━━ ENTRIES SUPPLIED
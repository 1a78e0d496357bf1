use std::str::FromStr;

use sqlx::sqlite::{SqliteConnectOptions, SqlitePool, SqlitePoolOptions};

pub mod dto;
pub mod error;
pub mod models;
pub mod repository;
pub mod services;

use error::Result;

/// Handle to the local race store. Cheap to clone; wraps a pooled
/// SQLite connection. There is exactly one writer (the local UI), so
/// no locking beyond SQLite's own transactions is needed.
#[derive(Clone)]
pub struct Database {
    pool: SqlitePool,
}

impl Database {
    pub async fn new(url: &str) -> Result<Self> {
        let options = SqliteConnectOptions::from_str(url)
            .map_err(sqlx::Error::from)?
            .create_if_missing(true)
            .foreign_keys(true);

        let pool = SqlitePoolOptions::new()
            .max_connections(1)
            .connect_with(options)
            .await?;

        Ok(Self { pool })
    }

    pub fn pool(&self) -> &SqlitePool {
        &self.pool
    }

    pub async fn run_migrations(&self) -> Result<()> {
        sqlx::migrate!("./migrations").run(&self.pool).await?;
        Ok(())
    }
}
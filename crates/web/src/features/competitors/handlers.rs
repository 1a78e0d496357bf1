use axum::{
    Json,
    extract::{Path, Query, State},
    http::StatusCode,
    response::{IntoResponse, Response},
};
use storage::{
    Database,
    dto::competitor::{
        CompetitorProfileResponse, CompetitorResponse, CreateCompetitorRequest,
        UpdateCompetitorRequest,
    },
    dto::race::RaceResponse,
    dto::standings::StandingsQuery,
};
use validator::Validate;

use crate::error::WebError;

use super::services;

#[utoipa::path(
    get,
    path = "/api/competitors",
    responses(
        (status = 200, description = "List all competitors successfully", body = Vec<CompetitorResponse>)
    ),
    tag = "competitors"
)]
pub async fn list_competitors(State(db): State<Database>) -> Result<Response, WebError> {
    let competitors = services::list_competitors(db.pool()).await?;

    let response: Vec<CompetitorResponse> = competitors
        .into_iter()
        .map(CompetitorResponse::from)
        .collect();

    Ok(Json(response).into_response())
}

#[utoipa::path(
    get,
    path = "/api/competitors/{id}",
    params(
        ("id" = i64, Path, description = "Competitor id")
    ),
    responses(
        (status = 200, description = "Competitor found", body = CompetitorResponse),
        (status = 404, description = "Competitor not found")
    ),
    tag = "competitors"
)]
pub async fn get_competitor(
    State(db): State<Database>,
    Path(id): Path<i64>,
) -> Result<Response, WebError> {
    let competitor = services::get_competitor(db.pool(), id).await?;

    Ok(Json(CompetitorResponse::from(competitor)).into_response())
}

#[utoipa::path(
    get,
    path = "/api/competitors/{id}/races",
    params(
        ("id" = i64, Path, description = "Competitor id")
    ),
    responses(
        (status = 200, description = "Race history of the competitor", body = Vec<RaceResponse>),
        (status = 404, description = "Competitor not found")
    ),
    tag = "competitors"
)]
pub async fn list_competitor_races(
    State(db): State<Database>,
    Path(id): Path<i64>,
) -> Result<Response, WebError> {
    let races = services::list_competitor_races(db.pool(), id).await?;

    let response: Vec<RaceResponse> = races.into_iter().map(RaceResponse::from).collect();

    Ok(Json(response).into_response())
}

#[utoipa::path(
    get,
    path = "/api/competitors/{id}/profile",
    params(
        ("id" = i64, Path, description = "Competitor id"),
        StandingsQuery
    ),
    responses(
        (status = 200, description = "Competitor with the aggregated standing for the scope", body = CompetitorProfileResponse),
        (status = 404, description = "Competitor not found")
    ),
    tag = "competitors"
)]
pub async fn get_competitor_profile(
    State(db): State<Database>,
    Path(id): Path<i64>,
    Query(query): Query<StandingsQuery>,
) -> Result<Response, WebError> {
    let profile = services::get_profile(db.pool(), id, query.into()).await?;

    Ok(Json(profile).into_response())
}

#[utoipa::path(
    post,
    path = "/api/competitors",
    request_body = CreateCompetitorRequest,
    security(
        ("bearer_auth" = [])
    ),
    responses(
        (status = 201, description = "Competitor created successfully", body = CompetitorResponse),
        (status = 400, description = "Validation error"),
        (status = 401, description = "Unauthorized")
    ),
    tag = "competitors"
)]
pub async fn create_competitor(
    State(db): State<Database>,
    Json(req): Json<CreateCompetitorRequest>,
) -> Result<Response, WebError> {
    req.validate()?;

    let competitor = services::create_competitor(db.pool(), &req).await?;

    Ok((StatusCode::CREATED, Json(CompetitorResponse::from(competitor))).into_response())
}

#[utoipa::path(
    put,
    path = "/api/competitors/{id}",
    params(
        ("id" = i64, Path, description = "Competitor id")
    ),
    request_body = UpdateCompetitorRequest,
    security(
        ("bearer_auth" = [])
    ),
    responses(
        (status = 200, description = "Competitor updated successfully", body = CompetitorResponse),
        (status = 400, description = "Validation error"),
        (status = 401, description = "Unauthorized"),
        (status = 404, description = "Competitor not found")
    ),
    tag = "competitors"
)]
pub async fn update_competitor(
    State(db): State<Database>,
    Path(id): Path<i64>,
    Json(update_req): Json<UpdateCompetitorRequest>,
) -> Result<Response, WebError> {
    update_req.validate()?;

    let updated = services::update_competitor(db.pool(), id, &update_req.name).await?;

    Ok(Json(CompetitorResponse::from(updated)).into_response())
}

#[utoipa::path(
    delete,
    path = "/api/competitors/{id}",
    params(
        ("id" = i64, Path, description = "Competitor id")
    ),
    security(
        ("bearer_auth" = [])
    ),
    responses(
        (status = 204, description = "Competitor deleted successfully"),
        (status = 401, description = "Unauthorized"),
        (status = 404, description = "Competitor not found"),
        (status = 409, description = "Competitor still has recorded races")
    ),
    tag = "competitors"
)]
pub async fn delete_competitor(
    State(db): State<Database>,
    Path(id): Path<i64>,
) -> Result<Response, WebError> {
    services::delete_competitor(db.pool(), id).await?;

    Ok(StatusCode::NO_CONTENT.into_response())
}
━━━━
• **DIRECTIONS FOR THIS TASK**
Go through the material and copy each line that contains "sqlx".

• **COMPLETED TASK**
use sqlx::sqlite::{SqliteConnectOptions, SqlitePool, SqlitePoolOptions};
            .map_err(sqlx::Error::from)?
        sqlx::migrate!("./migrations").run(&self.pool).await?;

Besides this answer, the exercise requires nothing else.